### EXERCISE DESCRIPTION
Which lines of the records contain "SeqCst"? Collect every one of them.

Dataset entries
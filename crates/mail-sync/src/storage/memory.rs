//! In-memory MailDb implementation
//!
//! Used by tests and by callers that don't need folder state to survive the
//! process. Commits are counted so tests can check when data became durable.

use anyhow::{Result, bail};
use std::collections::HashMap;
use std::sync::RwLock;
use std::sync::atomic::{AtomicBool, AtomicUsize, Ordering};

use super::{FlushBatch, MailDb};
use crate::models::{BlockId, BlockKind, BodyBlock, HeaderBlock, PersistedFolderInfo};

type BlockKey = (String, BlockId);

/// In-memory implementation of MailDb
///
/// Uses HashMaps protected by RwLocks for thread-safe access. A commit takes
/// every write lock before touching anything, so readers never observe half
/// of a `put_blocks`.
pub struct InMemoryMailDb {
    folders: RwLock<HashMap<String, PersistedFolderInfo>>,
    header_blocks: RwLock<HashMap<BlockKey, HeaderBlock>>,
    body_blocks: RwLock<HashMap<BlockKey, BodyBlock>>,
    commits: AtomicUsize,
    fail_writes: AtomicBool,
}

impl InMemoryMailDb {
    /// Create a new empty store
    pub fn new() -> Self {
        Self {
            folders: RwLock::new(HashMap::new()),
            header_blocks: RwLock::new(HashMap::new()),
            body_blocks: RwLock::new(HashMap::new()),
            commits: AtomicUsize::new(0),
            fail_writes: AtomicBool::new(false),
        }
    }

    /// Number of successful `put_blocks` calls so far
    pub fn commit_count(&self) -> usize {
        self.commits.load(Ordering::SeqCst)
    }

    /// Make every subsequent write fail, simulating a full or broken disk
    pub fn set_fail_writes(&self, fail: bool) {
        self.fail_writes.store(fail, Ordering::SeqCst);
    }

    /// Number of stored blocks of one family for a folder
    pub fn block_count(&self, folder_id: &str, kind: BlockKind) -> usize {
        match kind {
            BlockKind::Header => self
                .header_blocks
                .read()
                .unwrap()
                .keys()
                .filter(|(f, _)| f == folder_id)
                .count(),
            BlockKind::Body => self
                .body_blocks
                .read()
                .unwrap()
                .keys()
                .filter(|(f, _)| f == folder_id)
                .count(),
        }
    }

    fn check_writable(&self) -> Result<()> {
        if self.fail_writes.load(Ordering::SeqCst) {
            bail!("in-memory store is refusing writes");
        }
        Ok(())
    }
}

impl Default for InMemoryMailDb {
    fn default() -> Self {
        Self::new()
    }
}

impl MailDb for InMemoryMailDb {
    fn load_folder_info(&self, folder_id: &str) -> Result<Option<PersistedFolderInfo>> {
        let folders = self.folders.read().unwrap();
        Ok(folders.get(folder_id).cloned())
    }

    fn load_header_block(&self, folder_id: &str, block_id: BlockId) -> Result<Option<HeaderBlock>> {
        let blocks = self.header_blocks.read().unwrap();
        Ok(blocks.get(&(folder_id.to_string(), block_id)).cloned())
    }

    fn load_body_block(&self, folder_id: &str, block_id: BlockId) -> Result<Option<BodyBlock>> {
        let blocks = self.body_blocks.read().unwrap();
        Ok(blocks.get(&(folder_id.to_string(), block_id)).cloned())
    }

    fn put_blocks(&self, folder_id: &str, batch: &FlushBatch) -> Result<()> {
        self.check_writable()?;

        let mut folders = self.folders.write().unwrap();
        let mut headers = self.header_blocks.write().unwrap();
        let mut bodies = self.body_blocks.write().unwrap();

        for (id, block) in &batch.header_blocks {
            let key = (folder_id.to_string(), *id);
            match block {
                Some(block) => {
                    headers.insert(key, block.clone());
                }
                None => {
                    headers.remove(&key);
                }
            }
        }
        for (id, block) in &batch.body_blocks {
            let key = (folder_id.to_string(), *id);
            match block {
                Some(block) => {
                    bodies.insert(key, block.clone());
                }
                None => {
                    bodies.remove(&key);
                }
            }
        }
        folders.insert(folder_id.to_string(), batch.info.clone());

        self.commits.fetch_add(1, Ordering::SeqCst);
        Ok(())
    }

    fn delete_blocks(&self, folder_id: &str, kind: BlockKind, block_ids: &[BlockId]) -> Result<()> {
        self.check_writable()?;
        match kind {
            BlockKind::Header => {
                let mut blocks = self.header_blocks.write().unwrap();
                for id in block_ids {
                    blocks.remove(&(folder_id.to_string(), *id));
                }
            }
            BlockKind::Body => {
                let mut blocks = self.body_blocks.write().unwrap();
                for id in block_ids {
                    blocks.remove(&(folder_id.to_string(), *id));
                }
            }
        }
        Ok(())
    }

    fn delete_folder(&self, folder_id: &str) -> Result<()> {
        self.check_writable()?;
        self.folders.write().unwrap().remove(folder_id);
        self.header_blocks
            .write()
            .unwrap()
            .retain(|(f, _), _| f != folder_id);
        self.body_blocks
            .write()
            .unwrap()
            .retain(|(f, _), _| f != folder_id);
        Ok(())
    }
}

### REPLY
        self.commits.load(Ordering::SeqCst)
        self.fail_writes.store(fail, Ordering::SeqCst);
        if self.fail_writes.load(Ordering::SeqCst) {
        self.commits.fetch_add(1, Ordering::SeqCst);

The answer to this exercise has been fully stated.